Problem details:
From the records below, transcribe only the lines running from the one with "filename src/pool.rs" through the one with "R: DeserializeOwned +". Keep both of those end lines.

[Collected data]

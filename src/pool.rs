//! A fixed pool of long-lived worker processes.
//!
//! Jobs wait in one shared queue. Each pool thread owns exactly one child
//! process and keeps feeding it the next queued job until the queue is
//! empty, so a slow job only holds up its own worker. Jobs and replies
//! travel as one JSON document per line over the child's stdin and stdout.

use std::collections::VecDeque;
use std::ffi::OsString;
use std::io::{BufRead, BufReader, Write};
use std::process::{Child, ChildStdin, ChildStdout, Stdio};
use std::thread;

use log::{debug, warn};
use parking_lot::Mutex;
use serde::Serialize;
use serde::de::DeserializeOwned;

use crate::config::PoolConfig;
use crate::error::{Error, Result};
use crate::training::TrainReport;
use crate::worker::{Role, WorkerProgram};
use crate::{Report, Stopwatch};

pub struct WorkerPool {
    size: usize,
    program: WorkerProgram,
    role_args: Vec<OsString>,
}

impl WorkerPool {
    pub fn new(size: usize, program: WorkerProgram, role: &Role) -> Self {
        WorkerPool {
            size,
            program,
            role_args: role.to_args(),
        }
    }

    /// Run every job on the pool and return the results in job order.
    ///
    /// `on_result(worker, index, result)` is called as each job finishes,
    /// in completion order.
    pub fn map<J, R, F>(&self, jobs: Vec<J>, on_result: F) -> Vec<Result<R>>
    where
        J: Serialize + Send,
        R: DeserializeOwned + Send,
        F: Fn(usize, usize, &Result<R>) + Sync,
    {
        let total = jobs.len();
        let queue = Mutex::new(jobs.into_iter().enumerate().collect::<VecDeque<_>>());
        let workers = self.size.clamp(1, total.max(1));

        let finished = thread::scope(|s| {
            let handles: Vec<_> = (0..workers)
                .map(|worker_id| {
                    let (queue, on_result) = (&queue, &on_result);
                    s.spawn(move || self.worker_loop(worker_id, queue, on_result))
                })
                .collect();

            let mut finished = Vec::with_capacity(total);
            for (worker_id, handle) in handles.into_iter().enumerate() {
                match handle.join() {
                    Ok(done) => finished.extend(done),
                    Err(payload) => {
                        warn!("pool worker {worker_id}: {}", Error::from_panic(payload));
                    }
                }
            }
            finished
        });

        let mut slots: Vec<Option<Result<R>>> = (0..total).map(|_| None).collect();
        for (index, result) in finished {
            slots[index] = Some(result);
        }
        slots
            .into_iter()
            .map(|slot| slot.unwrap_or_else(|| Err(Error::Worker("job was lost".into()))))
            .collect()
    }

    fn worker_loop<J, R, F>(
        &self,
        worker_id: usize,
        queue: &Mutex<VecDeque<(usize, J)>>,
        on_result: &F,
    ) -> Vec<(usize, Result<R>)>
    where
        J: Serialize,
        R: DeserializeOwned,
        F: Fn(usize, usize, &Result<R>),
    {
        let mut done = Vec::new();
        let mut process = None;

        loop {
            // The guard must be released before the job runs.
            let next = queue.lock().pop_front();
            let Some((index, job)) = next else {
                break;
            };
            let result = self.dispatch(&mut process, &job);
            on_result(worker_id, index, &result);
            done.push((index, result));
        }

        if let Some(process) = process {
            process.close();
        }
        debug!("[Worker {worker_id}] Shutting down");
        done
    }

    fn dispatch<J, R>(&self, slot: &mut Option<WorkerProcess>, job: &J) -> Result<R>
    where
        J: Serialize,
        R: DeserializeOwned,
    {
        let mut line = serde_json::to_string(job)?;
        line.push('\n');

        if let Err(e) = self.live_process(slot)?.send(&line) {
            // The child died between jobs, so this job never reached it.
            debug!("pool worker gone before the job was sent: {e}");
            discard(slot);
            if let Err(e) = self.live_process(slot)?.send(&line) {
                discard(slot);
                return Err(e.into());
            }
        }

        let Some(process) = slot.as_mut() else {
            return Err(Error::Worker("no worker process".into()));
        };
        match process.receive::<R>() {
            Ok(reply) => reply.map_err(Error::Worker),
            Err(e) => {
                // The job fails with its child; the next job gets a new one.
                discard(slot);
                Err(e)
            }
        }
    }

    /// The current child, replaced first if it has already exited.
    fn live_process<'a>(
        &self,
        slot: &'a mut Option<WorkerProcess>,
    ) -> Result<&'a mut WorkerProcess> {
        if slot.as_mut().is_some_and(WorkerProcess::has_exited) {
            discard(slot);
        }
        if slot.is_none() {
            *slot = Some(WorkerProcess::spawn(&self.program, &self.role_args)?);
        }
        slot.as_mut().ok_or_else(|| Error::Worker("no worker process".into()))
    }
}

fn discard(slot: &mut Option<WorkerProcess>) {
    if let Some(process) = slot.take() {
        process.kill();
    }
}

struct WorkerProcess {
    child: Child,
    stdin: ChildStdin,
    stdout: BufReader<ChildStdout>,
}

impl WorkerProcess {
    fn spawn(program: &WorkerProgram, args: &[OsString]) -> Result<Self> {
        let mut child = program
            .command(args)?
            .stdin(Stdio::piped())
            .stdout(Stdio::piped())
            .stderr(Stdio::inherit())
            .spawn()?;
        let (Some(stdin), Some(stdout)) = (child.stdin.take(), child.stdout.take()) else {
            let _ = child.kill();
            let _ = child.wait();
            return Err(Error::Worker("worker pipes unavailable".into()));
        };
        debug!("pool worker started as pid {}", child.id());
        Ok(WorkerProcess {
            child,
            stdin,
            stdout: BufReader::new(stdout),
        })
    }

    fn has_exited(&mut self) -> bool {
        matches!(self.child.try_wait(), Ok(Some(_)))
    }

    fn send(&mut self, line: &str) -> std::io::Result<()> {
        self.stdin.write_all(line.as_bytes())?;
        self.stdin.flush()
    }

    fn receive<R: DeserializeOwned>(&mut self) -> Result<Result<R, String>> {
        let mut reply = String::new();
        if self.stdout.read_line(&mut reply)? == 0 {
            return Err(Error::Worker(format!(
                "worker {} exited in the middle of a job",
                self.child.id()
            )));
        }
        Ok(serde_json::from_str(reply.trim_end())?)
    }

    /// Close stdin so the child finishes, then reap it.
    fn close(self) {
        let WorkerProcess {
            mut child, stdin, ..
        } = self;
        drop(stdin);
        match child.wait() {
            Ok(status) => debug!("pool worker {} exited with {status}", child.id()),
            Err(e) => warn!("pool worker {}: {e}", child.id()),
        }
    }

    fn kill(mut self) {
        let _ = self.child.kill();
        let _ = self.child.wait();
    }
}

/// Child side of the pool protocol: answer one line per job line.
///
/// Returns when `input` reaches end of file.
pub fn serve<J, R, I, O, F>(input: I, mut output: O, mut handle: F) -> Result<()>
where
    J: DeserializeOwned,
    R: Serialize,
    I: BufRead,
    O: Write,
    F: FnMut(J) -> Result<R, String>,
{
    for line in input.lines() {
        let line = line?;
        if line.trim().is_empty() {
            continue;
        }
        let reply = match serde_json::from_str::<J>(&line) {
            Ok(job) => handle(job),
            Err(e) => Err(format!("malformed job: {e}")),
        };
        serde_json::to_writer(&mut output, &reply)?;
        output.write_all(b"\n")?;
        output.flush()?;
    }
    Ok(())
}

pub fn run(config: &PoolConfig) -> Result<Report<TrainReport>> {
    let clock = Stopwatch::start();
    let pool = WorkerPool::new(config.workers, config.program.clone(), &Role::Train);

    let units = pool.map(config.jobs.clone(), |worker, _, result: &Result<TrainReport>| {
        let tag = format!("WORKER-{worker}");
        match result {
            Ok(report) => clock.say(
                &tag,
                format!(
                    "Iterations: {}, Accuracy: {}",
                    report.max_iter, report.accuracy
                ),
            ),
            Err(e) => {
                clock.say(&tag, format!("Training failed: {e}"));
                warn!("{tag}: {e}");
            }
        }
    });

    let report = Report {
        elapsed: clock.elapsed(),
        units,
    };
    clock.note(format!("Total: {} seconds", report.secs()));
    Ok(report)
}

...

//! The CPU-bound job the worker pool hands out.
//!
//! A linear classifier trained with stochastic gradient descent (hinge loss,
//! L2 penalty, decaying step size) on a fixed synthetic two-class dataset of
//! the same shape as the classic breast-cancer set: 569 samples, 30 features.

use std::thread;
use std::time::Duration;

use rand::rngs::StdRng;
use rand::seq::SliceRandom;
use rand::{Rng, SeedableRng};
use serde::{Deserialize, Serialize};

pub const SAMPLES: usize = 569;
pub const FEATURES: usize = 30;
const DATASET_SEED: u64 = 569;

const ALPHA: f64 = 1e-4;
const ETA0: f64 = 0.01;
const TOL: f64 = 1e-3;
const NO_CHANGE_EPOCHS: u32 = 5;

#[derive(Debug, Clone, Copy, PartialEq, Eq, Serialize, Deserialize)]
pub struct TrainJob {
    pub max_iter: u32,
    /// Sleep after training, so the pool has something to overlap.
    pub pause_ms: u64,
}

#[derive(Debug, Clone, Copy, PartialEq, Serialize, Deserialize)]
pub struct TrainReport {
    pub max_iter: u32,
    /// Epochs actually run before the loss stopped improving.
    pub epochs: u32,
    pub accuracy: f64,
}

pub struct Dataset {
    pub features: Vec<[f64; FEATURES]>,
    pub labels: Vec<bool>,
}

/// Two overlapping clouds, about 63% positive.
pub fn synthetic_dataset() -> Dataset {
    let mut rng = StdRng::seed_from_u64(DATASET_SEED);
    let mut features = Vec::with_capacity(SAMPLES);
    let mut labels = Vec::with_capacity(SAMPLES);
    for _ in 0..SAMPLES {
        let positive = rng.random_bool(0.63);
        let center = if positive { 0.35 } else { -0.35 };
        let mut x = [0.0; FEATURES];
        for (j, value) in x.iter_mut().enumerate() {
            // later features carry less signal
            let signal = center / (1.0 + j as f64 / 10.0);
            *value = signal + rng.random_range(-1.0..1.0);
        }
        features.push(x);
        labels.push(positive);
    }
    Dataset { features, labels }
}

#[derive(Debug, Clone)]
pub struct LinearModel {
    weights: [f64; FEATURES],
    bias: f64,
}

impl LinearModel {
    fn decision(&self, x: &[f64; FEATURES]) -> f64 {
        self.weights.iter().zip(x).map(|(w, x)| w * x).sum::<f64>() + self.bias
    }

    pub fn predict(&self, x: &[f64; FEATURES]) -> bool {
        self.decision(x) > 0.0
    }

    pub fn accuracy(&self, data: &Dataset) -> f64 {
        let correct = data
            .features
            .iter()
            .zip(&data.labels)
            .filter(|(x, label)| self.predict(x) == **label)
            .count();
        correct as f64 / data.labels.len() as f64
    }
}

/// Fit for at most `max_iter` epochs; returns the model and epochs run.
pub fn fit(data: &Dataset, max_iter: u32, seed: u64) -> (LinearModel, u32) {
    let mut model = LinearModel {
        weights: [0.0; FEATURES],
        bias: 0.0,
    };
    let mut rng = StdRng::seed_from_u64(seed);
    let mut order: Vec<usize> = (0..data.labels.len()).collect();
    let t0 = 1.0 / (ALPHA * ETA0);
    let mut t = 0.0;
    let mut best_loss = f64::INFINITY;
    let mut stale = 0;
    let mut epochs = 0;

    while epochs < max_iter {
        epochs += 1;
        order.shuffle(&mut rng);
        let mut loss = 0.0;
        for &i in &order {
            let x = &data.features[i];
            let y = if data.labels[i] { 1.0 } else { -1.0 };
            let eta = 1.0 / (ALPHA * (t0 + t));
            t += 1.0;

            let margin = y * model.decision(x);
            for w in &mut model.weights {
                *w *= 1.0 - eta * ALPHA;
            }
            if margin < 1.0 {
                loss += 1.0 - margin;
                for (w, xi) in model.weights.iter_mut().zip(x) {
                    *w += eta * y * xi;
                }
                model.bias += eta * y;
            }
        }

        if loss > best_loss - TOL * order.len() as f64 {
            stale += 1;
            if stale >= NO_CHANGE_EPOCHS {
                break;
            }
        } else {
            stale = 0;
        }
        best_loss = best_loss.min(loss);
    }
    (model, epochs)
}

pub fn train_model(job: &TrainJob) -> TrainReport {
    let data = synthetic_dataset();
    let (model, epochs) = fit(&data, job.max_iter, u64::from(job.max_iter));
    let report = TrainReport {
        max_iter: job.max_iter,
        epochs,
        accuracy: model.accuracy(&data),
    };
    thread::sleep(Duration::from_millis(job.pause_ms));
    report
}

--

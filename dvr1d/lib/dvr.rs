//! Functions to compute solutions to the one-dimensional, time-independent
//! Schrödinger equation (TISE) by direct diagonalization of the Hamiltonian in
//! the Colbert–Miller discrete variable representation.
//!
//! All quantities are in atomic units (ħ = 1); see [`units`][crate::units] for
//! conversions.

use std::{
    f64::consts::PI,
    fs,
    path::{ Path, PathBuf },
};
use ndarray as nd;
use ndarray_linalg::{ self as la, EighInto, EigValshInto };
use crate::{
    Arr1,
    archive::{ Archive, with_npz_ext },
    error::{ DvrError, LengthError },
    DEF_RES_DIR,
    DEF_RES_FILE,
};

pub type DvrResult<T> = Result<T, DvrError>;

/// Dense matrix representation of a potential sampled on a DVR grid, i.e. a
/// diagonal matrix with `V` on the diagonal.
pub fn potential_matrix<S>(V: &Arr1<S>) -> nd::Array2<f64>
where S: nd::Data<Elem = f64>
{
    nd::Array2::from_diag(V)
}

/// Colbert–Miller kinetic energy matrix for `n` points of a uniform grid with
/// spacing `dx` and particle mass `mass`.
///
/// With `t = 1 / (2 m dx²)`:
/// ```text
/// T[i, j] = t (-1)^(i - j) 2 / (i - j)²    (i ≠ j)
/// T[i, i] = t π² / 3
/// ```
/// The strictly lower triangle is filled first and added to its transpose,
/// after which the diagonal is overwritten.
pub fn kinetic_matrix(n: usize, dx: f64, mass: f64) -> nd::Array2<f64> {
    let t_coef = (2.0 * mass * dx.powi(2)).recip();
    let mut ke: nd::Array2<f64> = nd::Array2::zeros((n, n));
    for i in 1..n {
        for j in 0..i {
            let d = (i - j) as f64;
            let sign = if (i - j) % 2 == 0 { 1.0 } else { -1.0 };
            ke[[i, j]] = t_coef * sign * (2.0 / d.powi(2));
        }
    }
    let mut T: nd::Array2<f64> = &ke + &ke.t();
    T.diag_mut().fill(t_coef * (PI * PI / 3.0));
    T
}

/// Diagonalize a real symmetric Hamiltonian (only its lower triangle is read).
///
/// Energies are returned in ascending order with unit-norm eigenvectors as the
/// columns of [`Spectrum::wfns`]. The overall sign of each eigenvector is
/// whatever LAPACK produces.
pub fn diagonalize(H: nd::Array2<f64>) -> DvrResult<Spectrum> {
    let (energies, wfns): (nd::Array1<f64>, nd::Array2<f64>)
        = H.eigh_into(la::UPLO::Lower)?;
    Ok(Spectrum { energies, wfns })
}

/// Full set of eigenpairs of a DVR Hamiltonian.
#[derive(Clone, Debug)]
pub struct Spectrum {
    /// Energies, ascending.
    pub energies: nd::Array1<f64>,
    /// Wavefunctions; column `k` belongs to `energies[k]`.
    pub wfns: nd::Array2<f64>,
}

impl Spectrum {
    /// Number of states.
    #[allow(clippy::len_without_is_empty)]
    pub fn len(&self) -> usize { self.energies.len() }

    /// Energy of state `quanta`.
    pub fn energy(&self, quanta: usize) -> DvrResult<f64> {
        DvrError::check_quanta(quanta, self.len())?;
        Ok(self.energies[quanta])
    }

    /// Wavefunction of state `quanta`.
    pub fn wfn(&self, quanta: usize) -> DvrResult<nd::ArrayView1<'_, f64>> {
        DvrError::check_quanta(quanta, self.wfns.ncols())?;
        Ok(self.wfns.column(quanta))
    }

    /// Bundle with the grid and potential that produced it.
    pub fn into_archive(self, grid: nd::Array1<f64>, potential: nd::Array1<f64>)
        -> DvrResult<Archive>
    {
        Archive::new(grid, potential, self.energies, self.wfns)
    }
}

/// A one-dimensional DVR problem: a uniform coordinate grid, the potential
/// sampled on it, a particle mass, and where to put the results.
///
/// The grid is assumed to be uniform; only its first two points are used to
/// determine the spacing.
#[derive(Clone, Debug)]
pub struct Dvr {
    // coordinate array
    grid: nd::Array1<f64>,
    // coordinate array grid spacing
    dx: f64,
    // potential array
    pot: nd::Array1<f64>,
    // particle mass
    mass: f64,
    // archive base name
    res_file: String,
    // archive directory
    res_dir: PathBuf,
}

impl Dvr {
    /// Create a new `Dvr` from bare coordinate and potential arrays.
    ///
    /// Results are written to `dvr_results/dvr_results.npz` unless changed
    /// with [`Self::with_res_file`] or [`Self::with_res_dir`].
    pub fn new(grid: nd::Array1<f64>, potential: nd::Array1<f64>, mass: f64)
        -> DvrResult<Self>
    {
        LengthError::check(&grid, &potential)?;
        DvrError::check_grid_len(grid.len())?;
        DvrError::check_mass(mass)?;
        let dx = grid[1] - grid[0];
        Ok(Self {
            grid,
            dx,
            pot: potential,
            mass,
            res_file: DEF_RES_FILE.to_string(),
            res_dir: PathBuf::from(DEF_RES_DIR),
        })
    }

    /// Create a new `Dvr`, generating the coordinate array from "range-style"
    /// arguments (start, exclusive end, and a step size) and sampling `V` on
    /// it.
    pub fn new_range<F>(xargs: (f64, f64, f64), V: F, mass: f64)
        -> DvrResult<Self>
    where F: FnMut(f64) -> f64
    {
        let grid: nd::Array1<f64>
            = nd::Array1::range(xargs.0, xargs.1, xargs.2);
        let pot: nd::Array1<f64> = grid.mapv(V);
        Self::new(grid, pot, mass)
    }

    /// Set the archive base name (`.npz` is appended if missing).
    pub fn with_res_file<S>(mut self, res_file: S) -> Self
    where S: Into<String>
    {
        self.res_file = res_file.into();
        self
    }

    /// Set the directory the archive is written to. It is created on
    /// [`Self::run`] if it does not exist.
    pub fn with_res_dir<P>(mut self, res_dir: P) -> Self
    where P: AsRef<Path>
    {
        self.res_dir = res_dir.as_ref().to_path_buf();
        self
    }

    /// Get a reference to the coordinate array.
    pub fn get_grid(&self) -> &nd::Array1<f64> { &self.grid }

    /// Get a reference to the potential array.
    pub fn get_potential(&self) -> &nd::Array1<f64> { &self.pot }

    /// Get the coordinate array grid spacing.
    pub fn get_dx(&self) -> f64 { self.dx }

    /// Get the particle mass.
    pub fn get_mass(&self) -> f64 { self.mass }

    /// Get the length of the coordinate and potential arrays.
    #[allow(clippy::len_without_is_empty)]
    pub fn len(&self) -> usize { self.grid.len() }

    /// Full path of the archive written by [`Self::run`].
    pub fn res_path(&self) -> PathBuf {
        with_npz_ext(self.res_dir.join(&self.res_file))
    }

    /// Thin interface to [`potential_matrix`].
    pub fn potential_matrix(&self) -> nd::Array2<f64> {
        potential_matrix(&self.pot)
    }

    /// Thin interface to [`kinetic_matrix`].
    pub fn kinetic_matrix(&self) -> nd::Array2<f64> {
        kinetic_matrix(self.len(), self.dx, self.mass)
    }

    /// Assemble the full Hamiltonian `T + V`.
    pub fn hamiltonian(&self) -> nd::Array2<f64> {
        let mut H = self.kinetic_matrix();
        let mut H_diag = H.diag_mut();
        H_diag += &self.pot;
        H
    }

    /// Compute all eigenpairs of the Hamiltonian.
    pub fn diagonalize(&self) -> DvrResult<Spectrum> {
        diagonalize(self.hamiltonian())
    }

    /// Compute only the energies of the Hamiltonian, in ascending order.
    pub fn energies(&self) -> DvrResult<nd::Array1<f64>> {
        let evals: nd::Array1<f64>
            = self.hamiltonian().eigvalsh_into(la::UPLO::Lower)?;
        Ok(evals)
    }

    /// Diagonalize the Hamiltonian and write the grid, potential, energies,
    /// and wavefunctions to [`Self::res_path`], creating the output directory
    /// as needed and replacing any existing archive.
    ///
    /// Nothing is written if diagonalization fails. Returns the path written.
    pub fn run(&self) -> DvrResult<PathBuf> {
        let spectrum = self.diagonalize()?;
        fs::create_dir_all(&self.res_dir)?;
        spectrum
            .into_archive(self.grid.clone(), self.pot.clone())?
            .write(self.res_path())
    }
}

Written answer:
filename src/pool.rs
//! A fixed pool of long-lived worker processes.
//!
//! Jobs wait in one shared queue. Each pool thread owns exactly one child
//! process and keeps feeding it the next queued job until the queue is
//! empty, so a slow job only holds up its own worker. Jobs and replies
//! travel as one JSON document per line over the child's stdin and stdout.

use std::collections::VecDeque;
use std::ffi::OsString;
use std::io::{BufRead, BufReader, Write};
use std::process::{Child, ChildStdin, ChildStdout, Stdio};
use std::thread;

use log::{debug, warn};
use parking_lot::Mutex;
use serde::Serialize;
use serde::de::DeserializeOwned;

use crate::config::PoolConfig;
use crate::error::{Error, Result};
use crate::training::TrainReport;
use crate::worker::{Role, WorkerProgram};
use crate::{Report, Stopwatch};

pub struct WorkerPool {
    size: usize,
    program: WorkerProgram,
    role_args: Vec<OsString>,
}

impl WorkerPool {
    pub fn new(size: usize, program: WorkerProgram, role: &Role) -> Self {
        WorkerPool {
            size,
            program,
            role_args: role.to_args(),
        }
    }

    /// Run every job on the pool and return the results in job order.
    ///
    /// `on_result(worker, index, result)` is called as each job finishes,
    /// in completion order.
    pub fn map<J, R, F>(&self, jobs: Vec<J>, on_result: F) -> Vec<Result<R>>
    where
        J: Serialize + Send,
        R: DeserializeOwned + Send,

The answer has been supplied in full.